Perché fare Edipo oggi? Cosa c’è di così necessario in questa tragedia?
Le risposte possono essere molteplici ma la più potente, secondo me, rimane la seguente: perché ci pone davanti alla semplice domanda se noi, umani, agiamo liberi o guidati da un destino già scritto.
Ferdinando Bruni e Francesco Frongia decidono di mettere in scena il mito del Re di Tebe in una chiave favolistica, l’estrazione del mito a favola ci porta allo stesso tempo in una dimensione terrena, quasi reale e altra.

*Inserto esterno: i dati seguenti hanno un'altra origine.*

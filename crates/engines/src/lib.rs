#![deny(unsafe_code)]
//! Field registry: maps field names to implementations and provides CPU-side
//! snapshot rendering.
//!
//! This crate sits between `pointer-field-core` (which defines the `Engine`
//! trait) and the individual field crates (`pointer-field-grid`,
//! `pointer-field-sparks`). Both the CLI and the WASM host depend on it to
//! avoid duplicating dispatch logic.

pub mod pixel;

#[cfg(feature = "png")]
pub mod snapshot;

use pointer_field_core::error::FieldError;
use pointer_field_core::event::InputEvent;
use pointer_field_core::render::Painter;
use pointer_field_core::surface::Surface;
use pointer_field_core::Engine;
use pointer_field_grid::RepulsionGrid;
use pointer_field_sparks::SparkTrail;
use serde_json::Value;

/// All available field names.
const FIELD_NAMES: &[&str] = &["grid", "sparks"];

/// Every available pointer field.
///
/// Wraps each implementation and delegates `Engine` trait methods.
/// Use [`FieldKind::from_name`] for string-based construction (CLI, WASM).
#[derive(Debug, Clone)]
pub enum FieldKind {
    /// Home-seeking lattice.
    Grid(RepulsionGrid),
    /// Pointer-trail sparks.
    Sparks(SparkTrail),
}

impl FieldKind {
    /// Constructs a field by name.
    ///
    /// Returns `FieldError::UnknownField` if the name is not recognized, or
    /// the field's own error for unusable params.
    pub fn from_name(
        name: &str,
        surface: Surface,
        seed: u64,
        params: &Value,
    ) -> Result<Self, FieldError> {
        let kind = match name {
            "grid" => FieldKind::Grid(RepulsionGrid::from_json(surface, seed, params)?),
            "sparks" => FieldKind::Sparks(SparkTrail::from_json(surface, seed, params)?),
            _ => return Err(FieldError::UnknownField(name.to_string())),
        };
        log::info!(
            "created {name} field at {}x{} (scale {})",
            surface.width(),
            surface.height(),
            surface.scale()
        );
        Ok(kind)
    }

    /// Returns a slice of all recognized field names.
    pub fn list_fields() -> &'static [&'static str] {
        FIELD_NAMES
    }

    pub fn name(&self) -> &'static str {
        match self {
            FieldKind::Grid(_) => "grid",
            FieldKind::Sparks(_) => "sparks",
        }
    }
}

impl Engine for FieldKind {
    fn handle(&mut self, event: &InputEvent) {
        match self {
            FieldKind::Grid(f) => f.handle(event),
            FieldKind::Sparks(f) => f.handle(event),
        }
    }

    fn step(&mut self, dt: f64) {
        match self {
            FieldKind::Grid(f) => f.step(dt),
            FieldKind::Sparks(f) => f.step(dt),
        }
    }

    fn render(&self, painter: &mut dyn Painter) {
        match self {
            FieldKind::Grid(f) => f.render(painter),
            FieldKind::Sparks(f) => f.render(painter),
        }
    }

    fn particle_count(&self) -> usize {
        match self {
            FieldKind::Grid(f) => f.particle_count(),
            FieldKind::Sparks(f) => f.particle_count(),
        }
    }

    fn surface(&self) -> Surface {
        match self {
            FieldKind::Grid(f) => f.surface(),
            FieldKind::Sparks(f) => f.surface(),
        }
    }

    fn params(&self) -> Value {
        match self {
            FieldKind::Grid(f) => f.params(),
            FieldKind::Sparks(f) => f.params(),
        }
    }

    fn param_schema(&self) -> Value {
        match self {
            FieldKind::Grid(f) => f.param_schema(),
            FieldKind::Sparks(f) => f.param_schema(),
        }
    }
}

#[cfg(test)]
mod tests {
    use super::*;
    use glam::DVec2;
    use pointer_field_core::render::RecordingPainter;
    use serde_json::json;

    fn surface() -> Surface {
        Surface::new(480.0, 480.0, 1.0)
    }

    #[test]
    fn from_name_builds_every_listed_field() {
        for name in FieldKind::list_fields() {
            let field = FieldKind::from_name(name, surface(), 42, &json!({})).unwrap();
            assert_eq!(field.name(), *name);
        }
    }

    #[test]
    fn from_name_unknown_returns_error() {
        let result = FieldKind::from_name("nonexistent", surface(), 42, &json!({}));
        assert!(matches!(result, Err(FieldError::UnknownField(_))));
    }

    #[test]
    fn from_name_propagates_param_errors() {
        let result = FieldKind::from_name("grid", surface(), 42, &json!({"palette": "plaid"}));
        assert!(matches!(result, Err(FieldError::InvalidPalette(_))));
    }

    #[test]
    fn trait_delegation_grid() {
        let mut field =
            FieldKind::from_name("grid", surface(), 42, &json!({"spacing": 48, "jitter": 0})).unwrap();
        assert_eq!(field.particle_count(), 100);
        field.handle(&InputEvent::Resize {
            width: 960.0,
            height: 480.0,
            scale: 1.0,
        });
        assert_eq!(field.particle_count(), 200);
        assert_eq!(field.surface().pixel_width(), 960);
    }

    #[test]
    fn trait_delegation_sparks() {
        let mut field = FieldKind::from_name("sparks", surface(), 42, &json!({})).unwrap();
        field.handle(&InputEvent::pointer_move(DVec2::new(50.0, 50.0)));
        let mut painter = RecordingPainter::new();
        field.frame(1.0, &mut painter);
        assert_eq!(field.particle_count(), 3);
        assert_eq!(painter.discs.len(), 3);
    }

    #[test]
    fn trait_delegation_params_and_schema() {
        let field = FieldKind::from_name("grid", surface(), 42, &json!({})).unwrap();
        assert!(field.params().get("spacing").is_some());
        assert!(field.param_schema().get("spacing").is_some());
        let field = FieldKind::from_name("sparks", surface(), 42, &json!({})).unwrap();
        assert!(field.params().get("max_particles").is_some());
        assert!(field.param_schema().get("max_particles").is_some());
    }

    #[test]
    fn determinism_same_seed() {
        let run = || {
            let mut field = FieldKind::from_name("sparks", surface(), 99, &json!({})).unwrap();
            let mut buffer = pixel::PixelBuffer::new(&surface());
            for i in 0..20 {
                field.handle(&InputEvent::pointer_move(DVec2::new(100.0 + 8.0 * i as f64, 240.0)));
                field.frame(1.0, &mut buffer);
            }
            buffer.into_data()
        };
        assert_eq!(run(), run());
    }

    #[test]
    fn object_safety() {
        let field = FieldKind::from_name("grid", surface(), 42, &json!({})).unwrap();
        let boxed: Box<dyn Engine> = Box::new(field);
        assert!(boxed.particle_count() > 0);
    }
}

In questa contrapposizione, che altro non è quella dell’umano e del divino, della storia e del destino, la scena ha gli elementi terreni, sabbia, pietre, legno mentre sullo sfondo vengono proiettati dei video immaginari, macabri, neri, non identificabili con un solo significato ma simboli plurimi.

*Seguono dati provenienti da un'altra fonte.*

//! Seedable Xorshift64 generator for lattice jitter and spark spawning.
//!
//! A field built with the same seed places and spawns identically, which
//! keeps snapshots and tests reproducible. Frame timing is not part of that
//! guarantee.

use serde::{Deserialize, Serialize};

/// Xorshift64 PRNG with shifts (13, 7, 17).
///
/// Seed 0 is a fixed point of the algorithm and is replaced by a non-zero
/// fallback.
#[derive(Debug, Clone, Serialize, Deserialize)]
pub struct Xorshift64 {
    state: u64,
}

impl Xorshift64 {
    const FALLBACK_SEED: u64 = 0x5EED_DEAD_BEEF_CAFE;

    pub fn new(seed: u64) -> Self {
        Self {
            state: if seed == 0 { Self::FALLBACK_SEED } else { seed },
        }
    }

    pub fn next_u64(&mut self) -> u64 {
        self.state ^= self.state << 13;
        self.state ^= self.state >> 7;
        self.state ^= self.state << 17;
        self.state
    }

    /// Uniform f64 in [0, 1) from the upper 53 bits.
    pub fn next_f64(&mut self) -> f64 {
        (self.next_u64() >> 11) as f64 / (1u64 << 53) as f64
    }

    /// Uniform f64 in [min, max). Returns `min` when the range is empty.
    pub fn next_range(&mut self, min: f64, max: f64) -> f64 {
        if max <= min {
            return min;
        }
        min + self.next_f64() * (max - min)
    }

    /// Uniform f64 in [-amplitude, amplitude]; zero amplitude draws nothing.
    pub fn next_signed(&mut self, amplitude: f64) -> f64 {
        if amplitude <= 0.0 {
            return 0.0;
        }
        (self.next_f64() * 2.0 - 1.0) * amplitude
    }
}

#[cfg(test)]
mod tests {
    use super::*;

    #[test]
    fn seed_42_first_value_is_stable() {
        // Changing this value changes every seeded lattice and spark burst.
        let mut rng = Xorshift64::new(42);
        assert_eq!(rng.next_u64(), 45_454_805_674);
    }

    #[test]
    fn zero_seed_is_replaced() {
        let mut rng = Xorshift64::new(0);
        assert_ne!(rng.next_u64(), 0);
        assert_ne!(rng.next_u64(), 0);
    }

    #[test]
    fn same_seed_same_sequence() {
        let mut a = Xorshift64::new(7);
        let mut b = Xorshift64::new(7);
        for i in 0..500 {
            assert_eq!(a.next_u64(), b.next_u64(), "diverged at {i}");
        }
    }

    #[test]
    fn empty_range_returns_min() {
        let mut rng = Xorshift64::new(3);
        assert_eq!(rng.next_range(5.0, 5.0), 5.0);
        assert_eq!(rng.next_range(5.0, 1.0), 5.0);
    }

    #[test]
    fn zero_amplitude_is_exactly_zero() {
        let mut rng = Xorshift64::new(3);
        for _ in 0..100 {
            assert_eq!(rng.next_signed(0.0), 0.0);
        }
    }

    #[test]
    fn state_survives_serialization() {
        let mut rng = Xorshift64::new(99);
        for _ in 0..10 {
            rng.next_u64();
        }
        let json = serde_json::to_string(&rng).unwrap();
        let mut restored: Xorshift64 = serde_json::from_str(&json).unwrap();
        for _ in 0..20 {
            assert_eq!(rng.next_u64(), restored.next_u64());
        }
    }

    mod proptests {
        use super::*;
        use proptest::prelude::*;

        proptest! {
            #[test]
            fn next_f64_in_unit_interval(seed: u64) {
                let mut rng = Xorshift64::new(seed);
                for _ in 0..100 {
                    let v = rng.next_f64();
                    prop_assert!((0.0..1.0).contains(&v));
                }
            }

            #[test]
            fn next_range_in_bounds(
                seed: u64,
                min in -1e4_f64..1e4,
                span in 1e-3_f64..1e4,
            ) {
                let mut rng = Xorshift64::new(seed);
                for _ in 0..100 {
                    let v = rng.next_range(min, min + span);
                    prop_assert!(v >= min && v <= min + span, "{v} outside [{min}, {}]", min + span);
                }
            }

            #[test]
            fn next_signed_within_amplitude(seed: u64, amp in 0.0_f64..100.0) {
                let mut rng = Xorshift64::new(seed);
                for _ in 0..100 {
                    let v = rng.next_signed(amp);
                    prop_assert!(v.abs() <= amp, "{v} exceeds amplitude {amp}");
                }
            }
        }
    }
}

In questa atmosfera recitano gli attori, quattro attori uomini, che, indossando delle maschere e diversi costumi, interpretano tutti i personaggi della tragedia.
Entra Edipo in fin di vita, Valentino Mannias, che, come l’Edipo pasoliniano, si trascina sul palco e si addormenta, il suo sonno viene disturbato dal coro, Edoardo Barbone, Ferdinando Bruni, Mauro Lamantia, che, come uccellacci del malaugurio, annunciano la profezia.
Il mito prosegue nell’ordine cronologico degli eventi, l’uccisione di Laio, la soluzione dell’enigma della Sfinge, lo sposalizio con Giocasta, con i meravigliosi costumi di Antonio Marras, l’arrivo di Tiresia e la scoperta dell’oracolo e infine l’accecamento di Edipo e la sua morte. Non ci sono segreti, tutti, bene o male, ricordiamo la sua storia, ma nonostante questo lo spettacolo riesce a creare una tensione emotiva e a rallentare il tempo dello spettatore.
Si prova con Edipo il suo sgomento e la sua rabbia, si pensa non è colpa sua e si giustifica il fatto che si accechi per non vedere più. Si prova la sofferenza di Giocasta per aver perso il marito e aver ritrovato un figlio, si capisce che l’uomo non ha mai una sola strada davanti a sé e allo stesso tempo ne ha una inevitabile. La bravura degli attori e la riscrittura del testo hanno aiutato ad entrare in tutto questo turbinio di eventi ed emozioni e resta fino alla fine l’idea di questa danza macabra che tutti stiamo ballando.